Tiger,

I didn't mean that I am opening closing the database connection for each 
record.  I only have 1 database connection which is opened at the beginning of 
the perl script and closed when (if ever) the script is killed.

The open and close I was referring to was for the actual log messages.  The log 
messages themselves indicate when a firewall connection was opened or closed, 
so whenever I get a log message indicated that a connection was closed, I need 
to SELECT the proper record ID from the database first, in order to know which 
record to UPDATE with the new information.

Sorry for the confusion.

On 09/21/2011 10:41 AM, tiger peng wrote:
The first bottleneck is open/close for each record, which are time consuming 
operation. Why don't you just use one connection?
The second one is do the condition check in script instead of doing all within 
database server.

Try to fix this two issues. If it is still too slow, we can do more tuning.
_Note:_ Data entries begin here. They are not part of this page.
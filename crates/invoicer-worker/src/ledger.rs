//! Upload status ledger
//!
//! One `UploadRecord` per file name. Every state change goes through the
//! methods here, which refuse transitions the state machine does not allow.

use invoicer_core::models::{UploadRecord, UploadState};
use std::collections::HashMap;

#[derive(Debug, Clone, PartialEq, Eq, thiserror::Error)]
pub enum LedgerError {
    #[error("No upload record for {0}")]
    NotFound(String),

    #[error("Cannot move {file_name} from {from} to {to}")]
    InvalidTransition {
        file_name: String,
        from: UploadState,
        to: UploadState,
    },
}

/// Confirmation text stored on a successful record.
pub fn success_message(invoice_id: Option<&str>) -> String {
    format!(
        "Invoice {} extracted successfully",
        invoice_id.unwrap_or("processed")
    )
}

#[derive(Debug, Default)]
pub struct UploadLedger {
    records: HashMap<String, UploadRecord>,
}

impl UploadLedger {
    pub fn new() -> Self {
        Self::default()
    }

    pub fn get(&self, file_name: &str) -> Option<&UploadRecord> {
        self.records.get(file_name)
    }

    pub fn len(&self) -> usize {
        self.records.len()
    }

    pub fn is_empty(&self) -> bool {
        self.records.is_empty()
    }

    /// Register a fresh `Pending` record, replacing any previous one.
    /// Returns the replaced record.
    pub fn insert_pending(&mut self, file_name: &str) -> Option<UploadRecord> {
        self.records
            .insert(file_name.to_string(), UploadRecord::pending(file_name))
    }

    pub fn remove(&mut self, file_name: &str) -> Option<UploadRecord> {
        self.records.remove(file_name)
    }

    fn transition(
        &mut self,
        file_name: &str,
        to: UploadState,
    ) -> Result<&mut UploadRecord, LedgerError> {
        let record = self
            .records
            .get_mut(file_name)
            .ok_or_else(|| LedgerError::NotFound(file_name.to_string()))?;

        if !record.state.can_transition_to(to) {
            return Err(LedgerError::InvalidTransition {
                file_name: file_name.to_string(),
                from: record.state,
                to,
            });
        }

        record.state = to;
        Ok(record)
    }

    /// `Pending -> Uploading`
    pub fn begin_upload(&mut self, file_name: &str) -> Result<&UploadRecord, LedgerError> {
        let record = self.transition(file_name, UploadState::Uploading)?;
        record.message = None;
        record.invoice_id = None;
        Ok(record)
    }

    /// `Uploading -> Success`
    pub fn complete_success(
        &mut self,
        file_name: &str,
        invoice_id: Option<String>,
    ) -> Result<&UploadRecord, LedgerError> {
        let record = self.transition(file_name, UploadState::Success)?;
        record.message = Some(success_message(invoice_id.as_deref()));
        record.invoice_id = invoice_id;
        Ok(record)
    }

    /// `Uploading -> Error`
    pub fn complete_error(
        &mut self,
        file_name: &str,
        message: impl Into<String>,
    ) -> Result<&UploadRecord, LedgerError> {
        let record = self.transition(file_name, UploadState::Error)?;
        record.message = Some(message.into());
        record.invoice_id = None;
        Ok(record)
    }
}
use crate::traits::{SessionError, SessionPersistence, SessionResult};
use async_trait::async_trait;
use std::collections::HashMap;
use std::io::ErrorKind;
use std::path::{Path, PathBuf};
use tokio::fs;
use tokio::sync::Mutex;

/// Session persistence backed by a JSON object on the local filesystem
/// (e.g. `~/.config/invoicer/session.json`).
///
/// The file holds a flat string-to-string map. A missing file reads as an
/// empty session; parent directories are created on first write.
#[derive(Debug)]
pub struct FileSessionPersistence {
    path: PathBuf,
    // Serializes read-modify-write cycles within this process.
    lock: Mutex<()>,
}

impl FileSessionPersistence {
    pub fn new(path: impl Into<PathBuf>) -> Self {
        Self {
            path: path.into(),
            lock: Mutex::new(()),
        }
    }

    pub fn path(&self) -> &Path {
        &self.path
    }

    async fn load(&self) -> SessionResult<HashMap<String, String>> {
        let raw = match fs::read(&self.path).await {
            Ok(raw) => raw,
            Err(e) if e.kind() == ErrorKind::NotFound => return Ok(HashMap::new()),
            Err(e) => {
                return Err(SessionError::ReadFailed(format!(
                    "Failed to read {}: {}",
                    self.path.display(),
                    e
                )))
            }
        };

        if raw.iter().all(|b| b.is_ascii_whitespace()) {
            return Ok(HashMap::new());
        }

        serde_json::from_slice(&raw).map_err(|e| {
            SessionError::Corrupt(format!("{}: {}", self.path.display(), e))
        })
    }

    /// Current values as the starting point for a write, and whether the file
    /// was corrupt. A corrupt file is discarded so the write replaces it.
    async fn load_for_write(&self) -> SessionResult<(HashMap<String, String>, bool)> {
        match self.load().await {
            Ok(values) => Ok((values, false)),
            Err(SessionError::Corrupt(reason)) => {
                tracing::warn!(path = %self.path.display(), reason = %reason, "Discarding corrupt session file");
                Ok((HashMap::new(), true))
            }
            Err(e) => Err(e),
        }
    }

    async fn store(&self, values: &HashMap<String, String>) -> SessionResult<()> {
        if let Some(parent) = self.path.parent() {
            if !parent.as_os_str().is_empty() {
                fs::create_dir_all(parent).await?;
            }
        }

        let body = serde_json::to_vec_pretty(values)
            .map_err(|e| SessionError::WriteFailed(e.to_string()))?;

        fs::write(&self.path, body).await.map_err(|e| {
            SessionError::WriteFailed(format!(
                "Failed to write {}: {}",
                self.path.display(),
                e
            ))
        })?;

        tracing::debug!(path = %self.path.display(), keys = values.len(), "Session file written");
        Ok(())
    }
}

#[async_trait]
impl SessionPersistence for FileSessionPersistence {
    async fn get(&self, key: &str) -> SessionResult<Option<String>> {
        let _guard = self.lock.lock().await;
        Ok(self.load().await?.remove(key))
    }

    async fn set(&self, key: &str, value: &str) -> SessionResult<()> {
        let _guard = self.lock.lock().await;
        let (mut values, _) = self.load_for_write().await?;
        values.insert(key.to_string(), value.to_string());
        self.store(&values).await
    }

    async fn remove(&self, key: &str) -> SessionResult<()> {
        let _guard = self.lock.lock().await;
        let (mut values, corrupt) = self.load_for_write().await?;
        if values.remove(key).is_none() && !corrupt {
            return Ok(());
        }
        self.store(&values).await
    }
}
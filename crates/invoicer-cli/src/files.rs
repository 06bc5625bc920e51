//! Turning command-line paths into upload candidates.

use anyhow::Context;
use invoicer_core::models::CandidateFile;
use invoicer_core::validation::content_type_for_filename;
use std::path::Path;

/// Build a candidate for a local file without reading its contents.
///
/// The declared type is `content_type` when given, otherwise derived from the
/// extension. Size comes from the file's metadata.
pub async fn candidate_from_path(
    path: &Path,
    content_type: Option<&str>,
) -> anyhow::Result<CandidateFile> {
    let metadata = tokio::fs::metadata(path)
        .await
        .with_context(|| format!("Cannot read {}", path.display()))?;
    if !metadata.is_file() {
        anyhow::bail!("{} is not a file", path.display());
    }

    let name = path
        .file_name()
        .map(|n| n.to_string_lossy().into_owned())
        .with_context(|| format!("{} has no file name", path.display()))?;
    let declared_type = content_type
        .map(str::to_string)
        .unwrap_or_else(|| content_type_for_filename(&name).to_string());

    Ok(CandidateFile::from_path(
        name,
        declared_type,
        metadata.len(),
        path,
    ))
}

#[cfg(test)]
mod tests {
    use super::*;
    use invoicer_core::models::FileSource;

    #[tokio::test]
    async fn test_candidate_uses_extension_and_metadata() {
        let dir = tempfile::tempdir().unwrap();
        let path = dir.path().join("march.PDF");
        tokio::fs::write(&path, b"%PDF-1.4").await.unwrap();

        let file = candidate_from_path(&path, None).await.unwrap();
        assert_eq!(file.name, "march.PDF");
        assert_eq!(file.declared_type, "application/pdf");
        assert_eq!(file.byte_size, 8);
        assert_eq!(file.source, FileSource::Path(path));
    }

    #[tokio::test]
    async fn test_content_type_override() {
        let dir = tempfile::tempdir().unwrap();
        let path = dir.path().join("scan");
        tokio::fs::write(&path, b"....").await.unwrap();

        let file = candidate_from_path(&path, Some("image/png")).await.unwrap();
        assert_eq!(file.declared_type, "image/png");
    }

    #[tokio::test]
    async fn test_missing_file_and_directory_fail() {
        let dir = tempfile::tempdir().unwrap();
        assert!(candidate_from_path(&dir.path().join("gone.pdf"), None)
            .await
            .is_err());
        assert!(candidate_from_path(dir.path(), None).await.is_err());
    }
}
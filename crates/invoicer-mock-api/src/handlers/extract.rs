//! Mock extraction endpoint.
//!
//! Accepts a multipart upload with a `file` field, registers a placeholder
//! invoice under a fresh `INV-NNNN` id and reports it as processed. The
//! document itself is not inspected.

use crate::error::HttpAppError;
use crate::state::MockApiState;
use axum::{
    extract::{Multipart, State},
    response::IntoResponse,
    Json,
};
use invoicer_core::models::{InvoiceRecord, UploadResponse};
use invoicer_core::AppError;
use rand::Rng;
use std::sync::Arc;

pub const PLACEHOLDER_VENDOR: &str = "Unknown Vendor";
const ID_ATTEMPTS: usize = 32;

struct UploadedFile {
    file_name: String,
    content_type: String,
    size: usize,
}

async fn extract_multipart_file(mut multipart: Multipart) -> Result<UploadedFile, AppError> {
    let mut uploaded: Option<UploadedFile> = None;

    while let Some(field) = multipart
        .next_field()
        .await
        .map_err(|e| AppError::InvalidInput(format!("Failed to read multipart: {}", e)))?
    {
        if field.name() != Some("file") {
            continue;
        }
        if uploaded.is_some() {
            return Err(AppError::InvalidInput(
                "Multiple file fields are not allowed; send exactly one field named 'file'"
                    .to_string(),
            ));
        }

        let file_name = field.file_name().unwrap_or("unknown").to_string();
        let content_type = field
            .content_type()
            .unwrap_or("application/octet-stream")
            .to_string();
        let data = field
            .bytes()
            .await
            .map_err(|e| AppError::InvalidInput(format!("Failed to read file data: {}", e)))?;

        uploaded = Some(UploadedFile {
            file_name,
            content_type,
            size: data.len(),
        });
    }

    uploaded.ok_or_else(|| AppError::InvalidInput("No file provided".to_string()))
}

/// `INV-` followed by four zero-padded random digits.
fn random_invoice_id() -> String {
    format!("INV-{:04}", rand::rng().random_range(0..10_000u32))
}

fn placeholder_invoice(invoice_id: String) -> InvoiceRecord {
    InvoiceRecord {
        invoice_id,
        vendor_name: Some(PLACEHOLDER_VENDOR.to_string()),
        invoice_date: Some(chrono::Utc::now().date_naive().format("%Y-%m-%d").to_string()),
        billing_address_recipient: None,
        shipping_address: None,
        sub_total: Some(0.0),
        shipping_cost: Some(0.0),
        invoice_total: Some(0.0),
        items: Vec::new(),
    }
}

#[tracing::instrument(skip(state, multipart), fields(operation = "extract_invoice"))]
pub async fn extract_invoice(
    State(state): State<Arc<MockApiState>>,
    multipart: Multipart,
) -> Result<impl IntoResponse, HttpAppError> {
    let file = extract_multipart_file(multipart).await?;

    tracing::info!(
        file_name = %file.file_name,
        content_type = %file.content_type,
        size = file.size,
        "Upload received"
    );

    for _ in 0..ID_ATTEMPTS {
        let invoice_id = random_invoice_id();
        if state.insert_new(placeholder_invoice(invoice_id.clone())).await {
            tracing::info!(invoice_id = %invoice_id, "Invoice registered");
            return Ok(Json(UploadResponse {
                invoice_id: Some(invoice_id),
                vendor: Some(PLACEHOLDER_VENDOR.to_string()),
                amount: Some(0.0),
                status: Some("processed".to_string()),
                message: Some("Invoice processed successfully".to_string()),
            }));
        }
    }

    Err(AppError::Internal("Could not allocate an invoice id".to_string()).into())
}
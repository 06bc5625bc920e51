use crate::state::MockApiState;
use axum::{
    extract::{Path, State},
    Json,
};
use invoicer_core::models::{InvoiceList, InvoiceSummary};
use serde::Serialize;
use std::sync::Arc;

/// Full listing. `total` repeats `count`; there is no server-side paging.
#[derive(Debug, Serialize)]
pub struct InvoiceListing {
    pub invoices: Vec<InvoiceSummary>,
    pub count: usize,
    pub total: usize,
}

#[tracing::instrument(skip(state), fields(operation = "list_invoices"))]
pub async fn list_invoices(State(state): State<Arc<MockApiState>>) -> Json<InvoiceListing> {
    let invoices = state.list().await;
    let count = invoices.len();
    Json(InvoiceListing {
        invoices,
        count,
        total: count,
    })
}

/// Case-insensitive substring match on the vendor name. The path segment
/// arrives percent-decoded.
#[tracing::instrument(skip(state), fields(vendor = %name, operation = "search_vendor"))]
pub async fn search_by_vendor(
    Path(name): Path<String>,
    State(state): State<Arc<MockApiState>>,
) -> Json<InvoiceList> {
    let invoices = state.search_vendor(&name).await;
    tracing::debug!(matches = invoices.len(), "Vendor search complete");
    Json(InvoiceList::new(invoices))
}
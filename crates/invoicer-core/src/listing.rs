//! Client-side sorting and pagination of invoice lists.

use chrono::NaiveDate;
use serde::Serialize;
use std::cmp::Ordering;
use std::str::FromStr;

use crate::models::InvoiceSummary;

/// Rows per page in invoice listings.
pub const DEFAULT_PAGE_SIZE: usize = 10;

#[derive(Debug, Clone, Copy, Default, PartialEq, Eq)]
pub enum SortKey {
    /// Newest first. Missing or unparseable dates sort as the epoch.
    #[default]
    Date,
    /// Largest total first. Missing totals count as zero.
    Amount,
    /// Vendor name A to Z, ignoring case.
    Vendor,
}

impl FromStr for SortKey {
    type Err = String;

    fn from_str(s: &str) -> Result<Self, Self::Err> {
        match s.trim().to_lowercase().as_str() {
            "date" => Ok(SortKey::Date),
            "amount" => Ok(SortKey::Amount),
            "vendor" => Ok(SortKey::Vendor),
            other => Err(format!(
                "Invalid sort key '{}'. Must be: date, amount, or vendor",
                other
            )),
        }
    }
}

fn date_or_epoch(item: &InvoiceSummary) -> NaiveDate {
    item.invoice_date_parsed().unwrap_or_else(epoch)
}

fn epoch() -> NaiveDate {
    NaiveDate::from_ymd_opt(1970, 1, 1).unwrap_or_default()
}

fn compare(a: &InvoiceSummary, b: &InvoiceSummary, key: SortKey) -> Ordering {
    match key {
        SortKey::Date => date_or_epoch(b).cmp(&date_or_epoch(a)),
        SortKey::Amount => {
            let a_total = a.invoice_total.unwrap_or(0.0);
            let b_total = b.invoice_total.unwrap_or(0.0);
            b_total.total_cmp(&a_total)
        }
        SortKey::Vendor => {
            let a_vendor = a.vendor_name.as_deref().unwrap_or("").to_lowercase();
            let b_vendor = b.vendor_name.as_deref().unwrap_or("").to_lowercase();
            a_vendor.cmp(&b_vendor)
        }
    }
}

/// Sort invoices in place. The sort is stable, so ties keep server order.
pub fn sort_invoices(items: &mut [InvoiceSummary], key: SortKey) {
    items.sort_by(|a, b| compare(a, b, key));
}

/// One page of a sorted list.
#[derive(Debug, Clone, PartialEq, Serialize)]
pub struct Page<T> {
    pub items: Vec<T>,
    /// 1-based page number as requested (clamped to at least 1).
    pub page: usize,
    pub per_page: usize,
    pub total_items: usize,
    pub total_pages: usize,
}

impl<T> Page<T> {
    pub fn has_next(&self) -> bool {
        self.page < self.total_pages
    }

    pub fn has_previous(&self) -> bool {
        self.page > 1
    }
}

/// Slice out a 1-based page. Pages past the end are empty.
pub fn paginate<T: Clone>(items: &[T], page: usize, per_page: usize) -> Page<T> {
    let per_page = per_page.max(1);
    let page = page.max(1);
    let total_items = items.len();
    let total_pages = total_items.div_ceil(per_page);

    let start = (page - 1).saturating_mul(per_page).min(total_items);
    let end = start.saturating_add(per_page).min(total_items);

    Page {
        items: items[start..end].to_vec(),
        page,
        per_page,
        total_items,
        total_pages,
    }
}

#[cfg(test)]
mod tests {
    use super::*;

    fn summary(id: &str, vendor: Option<&str>, date: Option<&str>, total: Option<f64>) -> InvoiceSummary {
        InvoiceSummary {
            invoice_id: id.to_string(),
            vendor_name: vendor.map(String::from),
            invoice_date: date.map(String::from),
            shipping_address: None,
            invoice_total: total,
        }
    }

    fn ids(items: &[InvoiceSummary]) -> Vec<&str> {
        items.iter().map(|i| i.invoice_id.as_str()).collect()
    }

    #[test]
    fn test_sort_by_date_newest_first() {
        let mut items = vec![
            summary("A", None, Some("2024-01-15"), None),
            summary("B", None, None, None),
            summary("C", None, Some("2024-02-20"), None),
            summary("D", None, Some("garbage"), None),
        ];
        sort_invoices(&mut items, SortKey::Date);
        assert_eq!(ids(&items), vec!["C", "A", "B", "D"]);
    }

    #[test]
    fn test_sort_by_amount_largest_first() {
        let mut items = vec![
            summary("A", None, None, Some(1550.0)),
            summary("B", None, None, None),
            summary("C", None, None, Some(4650.0)),
        ];
        sort_invoices(&mut items, SortKey::Amount);
        assert_eq!(ids(&items), vec!["C", "A", "B"]);
    }

    #[test]
    fn test_sort_by_vendor_case_insensitive() {
        let mut items = vec![
            summary("A", Some("superStore"), None, None),
            summary("B", Some("Acme Corp"), None, None),
            summary("C", None, None, None),
            summary("D", Some("aaron Bergman"), None, None),
        ];
        sort_invoices(&mut items, SortKey::Vendor);
        assert_eq!(ids(&items), vec!["C", "D", "B", "A"]);
    }

    #[test]
    fn test_sort_key_from_str() {
        assert_eq!("Amount".parse::<SortKey>(), Ok(SortKey::Amount));
        assert_eq!(" vendor ".parse::<SortKey>(), Ok(SortKey::Vendor));
        assert!("price".parse::<SortKey>().is_err());
    }

    #[test]
    fn test_paginate_pages() {
        let items: Vec<u32> = (1..=23).collect();

        let first = paginate(&items, 1, DEFAULT_PAGE_SIZE);
        assert_eq!(first.items, (1..=10).collect::<Vec<_>>());
        assert_eq!(first.total_pages, 3);
        assert!(first.has_next());
        assert!(!first.has_previous());

        let last = paginate(&items, 3, DEFAULT_PAGE_SIZE);
        assert_eq!(last.items, vec![21, 22, 23]);
        assert!(!last.has_next());

        let beyond = paginate(&items, 9, DEFAULT_PAGE_SIZE);
        assert!(beyond.items.is_empty());
        assert_eq!(beyond.total_items, 23);
    }

    #[test]
    fn test_paginate_empty_and_zero_page() {
        let empty: Vec<u32> = vec![];
        let page = paginate(&empty, 1, DEFAULT_PAGE_SIZE);
        assert!(page.items.is_empty());
        assert_eq!(page.total_pages, 0);

        let items = vec![1, 2, 3];
        let clamped = paginate(&items, 0, 2);
        assert_eq!(clamped.page, 1);
        assert_eq!(clamped.items, vec![1, 2]);
    }
}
________________________________
From: Brandon Phelps<bphe...@gls.com>
To: tiger peng<tigerpeng2...@yahoo.com>
Cc: Tim Bunce<tim.bu...@pobox.com>; John Scoles<byter...@hotmail.com>; 
"dbi-users@perl.org"<dbi-users@perl.org>
Sent: Wednesday, September 21, 2011 9:04 AM
Subject: Re: Tail Module + DBI Module, can\'t keep up!

Thanks for the responses.

I would love to be able to output the data to a flat file or something and do 
bulk inserts daily, however this isn't really feasible for my situation because 
the database operations depend on other records.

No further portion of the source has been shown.